---
name: cli-doctoring-workflow
description: |-
  Use when designing or auditing CLI doctor commands, health checks, repair hints, and diagnostic UX.
  Triggers:
practices:
- pragmatic-programmer
- docs-as-code
- operational-diagnostics
hexagonal_role: supporting
consumes:
- cli-source
- command-help
- error-reports
- installation-docs
- support-history
produces:
- doctor-command-design
- diagnostic-audit
- repair-hint-plan
- health-check-contract
context_rel: []
skill_api_version: 1
user-invocable: false
context:
  window: inherit
  intent:
    mode: task
  sections:
    exclude: [HISTORY]
  intel_scope: topic
metadata:
  tier: judgment
  stability: stable
  dependencies: []
output_contract: "A doctor command design or audit that defines checks, failure classification, safe repair hints, output format, verification strategy, and user-centered diagnostic behavior."
---

# CLI Doctoring Workflow - diagnostics that move users forward

Use this skill when designing or reviewing a CLI `doctor`, `diagnose`,
`preflight`, or health-check command.
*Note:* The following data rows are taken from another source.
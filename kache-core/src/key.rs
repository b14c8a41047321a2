//! Cache key derivation.
//!
//! A key is `<computation name>__<hash of parameters>`. The name prefix
//! namespaces keys, so several computations can share one backend without
//! colliding.

use std::fmt;
use std::sync::Arc;

use serde::{Deserialize, Serialize};
use sha2::{Digest, Sha256};

use crate::error::KeyError;
use crate::params::ParameterSet;

/// Separator between the computation name and the parameter hash.
pub const KEY_SEPARATOR: &str = "__";

/// Stable string identifying one (computation, parameter set) pair.
#[derive(Debug, Clone, PartialEq, Eq, PartialOrd, Ord, Hash, Serialize, Deserialize)]
#[serde(transparent)]
pub struct CacheKey(String);

impl CacheKey {
    /// Wrap an already-derived key, e.g. one read back from a store.
    pub fn from_raw(raw: impl Into<String>) -> Self {
        Self(raw.into())
    }

    pub fn as_str(&self) -> &str {
        &self.0
    }

    pub fn into_string(self) -> String {
        self.0
    }

    /// The computation-name prefix, if the key has one.
    pub fn computation(&self) -> Option<&str> {
        self.0.split_once(KEY_SEPARATOR).map(|(name, _)| name)
    }
}

impl fmt::Display for CacheKey {
    fn fmt(&self, f: &mut fmt::Formatter<'_>) -> fmt::Result {
        f.write_str(&self.0)
    }
}

impl AsRef<str> for CacheKey {
    fn as_ref(&self) -> &str {
        &self.0
    }
}

/// User-supplied key function.
pub type KeyFn = dyn Fn(&ParameterSet) -> Result<String, KeyError> + Send + Sync;

/// How the parameter half of a key is produced.
#[derive(Clone, Default)]
pub enum KeyStrategy {
    /// Name-sorted parameters, each name and value as compact JSON.
    #[default]
    Canonical,
    /// SHA-256 of the canonical encoding, hex encoded.
    Digest,
    /// Ignore parameters entirely. Every call shares one entry.
    Constant(String),
    /// Arbitrary function of the parameters.
    Custom(Arc<KeyFn>),
}

impl KeyStrategy {
    pub fn custom<F>(f: F) -> Self
    where
        F: Fn(&ParameterSet) -> Result<String, KeyError> + Send + Sync + 'static,
    {
        Self::Custom(Arc::new(f))
    }

    /// Single-entry mode: the first result is reused for every call.
    pub fn unconditional() -> Self {
        Self::Constant(String::new())
    }

    /// Hash `params` according to this strategy.
    pub fn hash(&self, params: &ParameterSet) -> Result<String, KeyError> {
        match self {
            Self::Canonical => canonical_encoding(params),
            Self::Digest => {
                let encoded = canonical_encoding(params)?;
                Ok(hex::encode(Sha256::digest(encoded.as_bytes())))
            }
            Self::Constant(value) => Ok(value.clone()),
            Self::Custom(f) => f(params),
        }
    }
}

impl fmt::Debug for KeyStrategy {
    fn fmt(&self, f: &mut fmt::Formatter<'_>) -> fmt::Result {
        match self {
            Self::Canonical => f.write_str("Canonical"),
            Self::Digest => f.write_str("Digest"),
            Self::Constant(value) => f.debug_tuple("Constant").field(value).finish(),
            Self::Custom(_) => f.write_str("Custom(..)"),
        }
    }
}

/// Render parameters as `[("a", 1), ("b", 2)]`.
///
/// Values use serde_json's compact form; object keys inside values come out
/// sorted, so the encoding does not depend on insertion order anywhere.
pub fn canonical_encoding(params: &ParameterSet) -> Result<String, KeyError> {
    let mut out = String::from("[");
    for (index, (name, value)) in params.iter().enumerate() {
        if index > 0 {
            out.push_str(", ");
        }
        let name_json = serde_json::to_string(name).map_err(|e| KeyError::Unencodable {
            name: name.clone(),
            reason: e.to_string(),
        })?;
        let value_json = serde_json::to_string(value).map_err(|e| KeyError::Unencodable {
            name: name.clone(),
            reason: e.to_string(),
        })?;
        out.push('(');
        out.push_str(&name_json);
        out.push_str(", ");
        out.push_str(&value_json);
        out.push(')');
    }
    out.push(']');
    Ok(out)
}

/// Derive the cache key for one call of `computation`.
pub fn derive_key(
    computation: &str,
    params: &ParameterSet,
    strategy: &KeyStrategy,
) -> Result<CacheKey, KeyError> {
    if computation.is_empty() {
        return Err(KeyError::EmptyName);
    }
    let hash = strategy.hash(params)?;
    let mut key = String::with_capacity(computation.len() + KEY_SEPARATOR.len() + hash.len());
    key.push_str(computation);
    key.push_str(KEY_SEPARATOR);
    key.push_str(&hash);
    Ok(CacheKey(key))
}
The command should explain what it checked,
what failed, how confident it is, what the user can do next, and what evidence is
safe to share in a support request.

The goal is not to prove every part of a system. The goal is to catch common
environment and configuration failures early, give precise repair hints, and
avoid sending users into vague troubleshooting loops.

## Core Standard

A doctor command earns its place when it is:

- **Actionable:** every failure names the broken condition and the next useful
  step.
- **Bounded:** each check says what it can and cannot prove.
- **Safe:** diagnostics avoid secrets, destructive writes, and surprise network
  calls unless explicitly requested.
- **Fast by default:** the normal path should finish quickly; expensive checks
  require a flag.
- **Scriptable:** machines get stable exit codes and structured output.
- **Readable:** humans get concise status, grouped causes, and repair hints.

## When To Use This Skill

Use it for:

- Designing a new `doctor` or `diagnose` command.
- Auditing existing CLI health-check output.
- Adding preflight checks before install, login, sync, deploy, test, or run
  workflows.
- Turning recurring support issues into checks and repair hints.
- Reviewing whether diagnostics leak sensitive data or produce noisy advice.

Do not use it to hide real errors behind generic help text. If a primary command
can report a precise error directly, fix that command first and let doctor cover
cross-cutting environment checks.

## Inputs To Gather

Read enough of the project to identify real failure modes:

- CLI command tree, help text, and exit-code conventions.
- Install, login, config, update, and first-run paths.
- Runtime dependencies such as binaries, services, credentials, sockets,
  config files, ports, certificates, databases, and background daemons.
- Existing error messages, support tickets, issue reports, logs, and docs.
- CI, packaging, and release scripts that define supported environments.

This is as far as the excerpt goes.